WHAT YOU NEED TO DO:
Copy the records below exactly. Include all of them.

RECORDS TO PROCESS:
--- START ---

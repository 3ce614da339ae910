//! Repository for the `migration_runs` table.

use albmig_core::migration::DiscoveredVirtualService;
use sqlx::PgPool;

use crate::models::run::MigrationRunRow;

/// Column list for `migration_runs` queries.
const COLUMNS: &str = "id, label, created_at";

/// Creates and looks up discovery runs.
pub struct RunRepo;

impl RunRepo {
    /// Insert a run together with its discovered virtual services, in one
    /// transaction. Services are inserted in the given order so ascending id
    /// preserves import order.
    pub async fn create_with_services(
        pool: &PgPool,
        label: &str,
        services: &[DiscoveredVirtualService],
    ) -> Result<MigrationRunRow, sqlx::Error> {
        let mut tx = pool.begin().await?;

        let query = format!("INSERT INTO migration_runs (label) VALUES ($1) RETURNING {COLUMNS}");
        let run = sqlx::query_as::<_, MigrationRunRow>(&query)
            .bind(label)
            .fetch_one(&mut *tx)
            .await?;

        for vs in services {
            sqlx::query(
                "INSERT INTO virtual_service_migrations (run_id, name, f5_ref, vs_type) \
                 VALUES ($1, $2, $3, $4)",
            )
            .bind(run.id)
            .bind(&vs.name)
            .bind(&vs.f5_ref)
            .bind(&vs.vs_type)
            .execute(&mut *tx)
            .await?;
        }

        tx.commit().await?;
        Ok(run)
    }

    /// The most recent run, if any import has happened yet.
    pub async fn find_latest(pool: &PgPool) -> Result<Option<MigrationRunRow>, sqlx::Error> {
        let query = format!("SELECT {COLUMNS} FROM migration_runs ORDER BY id DESC LIMIT 1");
        sqlx::query_as::<_, MigrationRunRow>(&query)
            .fetch_optional(pool)
            .await
    }
}
//! Migration run rows.

use albmig_core::migration::MigrationRun;
use albmig_core::types::{DbId, Timestamp};
use sqlx::FromRow;

/// A row from the `migration_runs` table.
#[derive(Debug, Clone, FromRow)]
pub struct MigrationRunRow {
    pub id: DbId,
    pub label: String,
    pub created_at: Timestamp,
}

impl From<MigrationRunRow> for MigrationRun {
    fn from(row: MigrationRunRow) -> Self {
        Self {
            id: row.id,
            label: row.label,
            created_at: row.created_at,
        }
    }
}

--- END ---

RESULT FOR THIS EXERCISE:
repository 3ce614da339ae910
//! Repository for the `migration_runs` table.

use albmig_core::migration::DiscoveredVirtualService;
use sqlx::PgPool;

use crate::models::run::MigrationRunRow;

/// Column list for `migration_runs` queries.
const COLUMNS: &str = "id, label, created_at";

/// Creates and looks up discovery runs.
pub struct RunRepo;

impl RunRepo {
    /// Insert a run together with its discovered virtual services, in one
    /// transaction. Services are inserted in the given order so ascending id
    /// preserves import order.
    pub async fn create_with_services(
        pool: &PgPool,
        label: &str,
        services: &[DiscoveredVirtualService],
    ) -> Result<MigrationRunRow, sqlx::Error> {
        let mut tx = pool.begin().await?;

        let query = format!("INSERT INTO migration_runs (label) VALUES ($1) RETURNING {COLUMNS}");
        let run = sqlx::query_as::<_, MigrationRunRow>(&query)
            .bind(label)
            .fetch_one(&mut *tx)
            .await?;

        for vs in services {
            sqlx::query(
                "INSERT INTO virtual_service_migrations (run_id, name, f5_ref, vs_type) \
                 VALUES ($1, $2, $3, $4)",
            )
            .bind(run.id)
            .bind(&vs.name)
            .bind(&vs.f5_ref)
            .bind(&vs.vs_type)
            .execute(&mut *tx)
            .await?;
        }

        tx.commit().await?;
        Ok(run)
    }

    /// The most recent run, if any import has happened yet.
    pub async fn find_latest(pool: &PgPool) -> Result<Option<MigrationRunRow>, sqlx::Error> {
        let query = format!("SELECT {COLUMNS} FROM migration_runs ORDER BY id DESC LIMIT 1");
        sqlx::query_as::<_, MigrationRunRow>(&query)
            .fetch_optional(pool)
            .await
    }
}
//! Migration run rows.

use albmig_core::migration::MigrationRun;
use albmig_core::types::{DbId, Timestamp};
use sqlx::FromRow;

/// A row from the `migration_runs` table.
#[derive(Debug, Clone, FromRow)]
pub struct MigrationRunRow {
    pub id: DbId,
    pub label: String,
    pub created_at: Timestamp,
}

impl From<MigrationRunRow> for MigrationRun {
    fn from(row: MigrationRunRow) -> Self {
        Self {
            id: row.id,
            label: row.label,
            created_at: row.created_at,
        }
    }
}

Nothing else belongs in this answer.